[Data for this exercise — start]

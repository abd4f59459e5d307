//! Simulation tuning constants and their loading/validation
//!
//! Every number the simulation reads lives in [`SimConfig`]. The defaults are the
//! values the game ships with; a JSON file can override any subset of them because
//! every field falls back to its default when missing.
//!
//! # Example
//!
//! ```rust
//! use terra_clone::config::SimConfig;
//!
//! let config = SimConfig::from_json_str(r#"{ "world_width": 40 }"#).unwrap();
//! assert_eq!(config.world_width, 40);
//! assert_eq!(config.world_height, 60); // untouched fields keep their defaults
//! ```

use serde::{Deserialize, Serialize};
use std::fs;
use std::path::{Path, PathBuf};
use thiserror::Error;
use tracing::{debug, info};

/// Directory (under the platform config dir) that holds `config.json`
const CONFIG_DIR_NAME: &str = "terra_clone";
const CONFIG_FILE_NAME: &str = "config.json";

/// Errors that can occur while loading a configuration file
#[derive(Debug, Error)]
pub enum ConfigError {
    #[error("failed to read config file {path}: {source}")]
    Io {
        path: PathBuf,
        #[source]
        source: std::io::Error,
    },

    #[error("failed to parse config: {0}")]
    Parse(#[from] serde_json::Error),

    #[error("invalid config value for `{field}`: {reason}")]
    Invalid { field: &'static str, reason: String },
}

/// All tuning constants of the simulation
///
/// Distances are in pixels unless the field name says `tiles`; durations are in
/// simulation ticks (frames at 60 Hz).
#[derive(Debug, Clone, PartialEq, Serialize, Deserialize)]
#[serde(default)]
pub struct SimConfig {
    // === World ===
    pub tile_size: i32,
    pub world_width: usize,
    pub world_height: usize,

    // === Physics ===
    pub gravity: f32,

    // === Player ===
    pub player_speed: f32,
    pub player_jump: f32,
    pub player_health: i32,
    pub player_width: i32,
    pub player_height: i32,
    pub player_spawn_column: usize,
    pub reach_tiles: i32,
    pub player_attack_damage: i32,
    pub player_attack_cooldown: u32,
    pub attack_reach_tiles: i32,
    pub hurt_cooldown_frames: u32,

    // === Enemies ===
    pub enemy_width: i32,
    pub enemy_height: i32,
    pub enemy_speed: f32,
    pub enemy_jump_chance: f32,
    pub enemy_jump_factor: f32,
    pub enemy_health: i32,
    pub enemy_contact_damage: i32,
    pub enemy_knockback: f32,
    pub enemy_hurt_cooldown_frames: u32,

    // === Boss ===
    pub boss_health: i32,
    pub boss_speed_factor: f32,
    pub boss_jump_chance: f32,
    pub boss_size_tiles: i32,
    pub boss_contact_damage: i32,
    pub boss_knockback: f32,
    pub boss_spawn_ore_count: u32,

    // === Day/night and spawning ===
    pub day_length: u32,
    pub enemy_spawn_interval: u32,
    pub spawn_exclusion_radius: i32,

    // === Presentation state ===
    pub story_banner_frames: u32,
}

impl Default for SimConfig {
    fn default() -> Self {
        let tile_size = 32;
        SimConfig {
            tile_size,
            world_width: 100,
            world_height: 60,

            gravity: 0.6,

            player_speed: 4.0,
            player_jump: 12.0,
            player_health: 100,
            player_width: tile_size,
            player_height: tile_size * 3 / 2,
            player_spawn_column: 5,
            reach_tiles: 4,
            player_attack_damage: 10,
            player_attack_cooldown: 20,
            attack_reach_tiles: 1,
            hurt_cooldown_frames: 60,

            enemy_width: tile_size,
            enemy_height: tile_size * 3 / 2,
            enemy_speed: 1.5,
            enemy_jump_chance: 0.01,
            enemy_jump_factor: 0.8,
            enemy_health: 30,
            enemy_contact_damage: 10,
            enemy_knockback: 2.0,
            enemy_hurt_cooldown_frames: 20,

            boss_health: 250,
            boss_speed_factor: 1.5,
            boss_jump_chance: 0.02,
            boss_size_tiles: 4,
            boss_contact_damage: 20,
            boss_knockback: 4.0,
            boss_spawn_ore_count: 10,

            day_length: 60 * 20,
            enemy_spawn_interval: 4 * 60,
            spawn_exclusion_radius: 10,

            story_banner_frames: 600,
        }
    }
}

impl SimConfig {
    /// Parses a JSON document and validates the result
    pub fn from_json_str(json: &str) -> Result<Self, ConfigError> {
        let config: SimConfig = serde_json::from_str(json)?;
        config.validate()?;
        Ok(config)
    }

    /// Loads and validates a config file
    pub fn load(path: impl AsRef<Path>) -> Result<Self, ConfigError> {
        let path = path.as_ref();
        let json = fs::read_to_string(path).map_err(|source| ConfigError::Io {
            path: path.to_path_buf(),
            source,
        })?;
        let config = Self::from_json_str(&json)?;
        info!(path = %path.display(), "loaded simulation config");
        Ok(config)
    }

    /// `<platform config dir>/terra_clone/config.json`, if the platform has one
    pub fn default_path() -> Option<PathBuf> {
        dirs::config_dir().map(|dir| dir.join(CONFIG_DIR_NAME).join(CONFIG_FILE_NAME))
    }

    /// Loads the config at [`SimConfig::default_path`] when it exists, defaults otherwise
    ///
    /// A file that exists but fails to parse or validate is still an error; silently
    /// ignoring a broken override would hide the mistake.
    pub fn load_or_default() -> Result<Self, ConfigError> {
        match Self::default_path() {
            Some(path) if path.exists() => Self::load(path),
            _ => {
                debug!("no config file found, using defaults");
                Ok(Self::default())
            }
        }
    }

    /// Checks the invariants the simulation relies on
    pub fn validate(&self) -> Result<(), ConfigError> {
        fn invalid(field: &'static str, reason: impl Into<String>) -> ConfigError {
            ConfigError::Invalid {
                field,
                reason: reason.into(),
            }
        }

        if self.tile_size <= 0 {
            return Err(invalid("tile_size", "must be positive"));
        }
        if self.world_width == 0 {
            return Err(invalid("world_width", "must be at least 1"));
        }
        if self.world_height == 0 {
            return Err(invalid("world_height", "must be at least 1"));
        }
        if self.day_length == 0 {
            return Err(invalid("day_length", "must be at least 1"));
        }
        if self.enemy_spawn_interval == 0 {
            return Err(invalid("enemy_spawn_interval", "must be at least 1"));
        }
        if self.player_width <= 0 || self.player_height <= 0 {
            return Err(invalid("player_width", "player size must be positive"));
        }
        if self.enemy_width <= 0 || self.enemy_height <= 0 {
            return Err(invalid("enemy_width", "enemy size must be positive"));
        }
        if self.boss_size_tiles <= 0 {
            return Err(invalid("boss_size_tiles", "must be positive"));
        }

        // Everything in pixel space is i32; the world's far edges must be representable.
        for (field, tiles) in [
            ("world_width", self.world_width),
            ("world_height", self.world_height),
        ] {
            let pixels = i32::try_from(tiles)
                .ok()
                .and_then(|tiles| tiles.checked_mul(self.tile_size));
            if pixels.is_none() {
                return Err(invalid(
                    "tile_size",
                    format!("{} of {} tiles at {} px overflows pixel coordinates", field, tiles, self.tile_size),
                ));
            }
        }
        if self.boss_size_tiles.checked_mul(self.tile_size).is_none() {
            return Err(invalid("boss_size_tiles", "boss size overflows pixel coordinates"));
        }

        let non_negative = [
            ("gravity", self.gravity),
            ("player_speed", self.player_speed),
            ("player_jump", self.player_jump),
            ("enemy_speed", self.enemy_speed),
            ("enemy_jump_factor", self.enemy_jump_factor),
            ("enemy_knockback", self.enemy_knockback),
            ("boss_speed_factor", self.boss_speed_factor),
            ("boss_knockback", self.boss_knockback),
        ];
        for (field, value) in non_negative {
            if !value.is_finite() || value < 0.0 {
                return Err(invalid(field, format!("expected a finite value >= 0, got {}", value)));
            }
        }

        let probabilities = [
            ("enemy_jump_chance", self.enemy_jump_chance),
            ("boss_jump_chance", self.boss_jump_chance),
        ];
        for (field, value) in probabilities {
            if !(0.0..=1.0).contains(&value) {
                return Err(invalid(field, format!("expected a probability in [0, 1], got {}", value)));
            }
        }

        Ok(())
    }

    /// Width of the world in pixels
    pub fn world_pixel_width(&self) -> i32 {
        self.world_width as i32 * self.tile_size
    }

    /// Height of the world in pixels
    pub fn world_pixel_height(&self) -> i32 {
        self.world_height as i32 * self.tile_size
    }
}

[Data for this exercise — finish]

* Your objective
Please show, exactly as written, every line above that contains the word "positive".

* Finished task
            return Err(invalid("tile_size", "must be positive"));
            return Err(invalid("player_width", "player size must be positive"));
            return Err(invalid("enemy_width", "enemy size must be positive"));
            return Err(invalid("boss_size_tiles", "must be positive"));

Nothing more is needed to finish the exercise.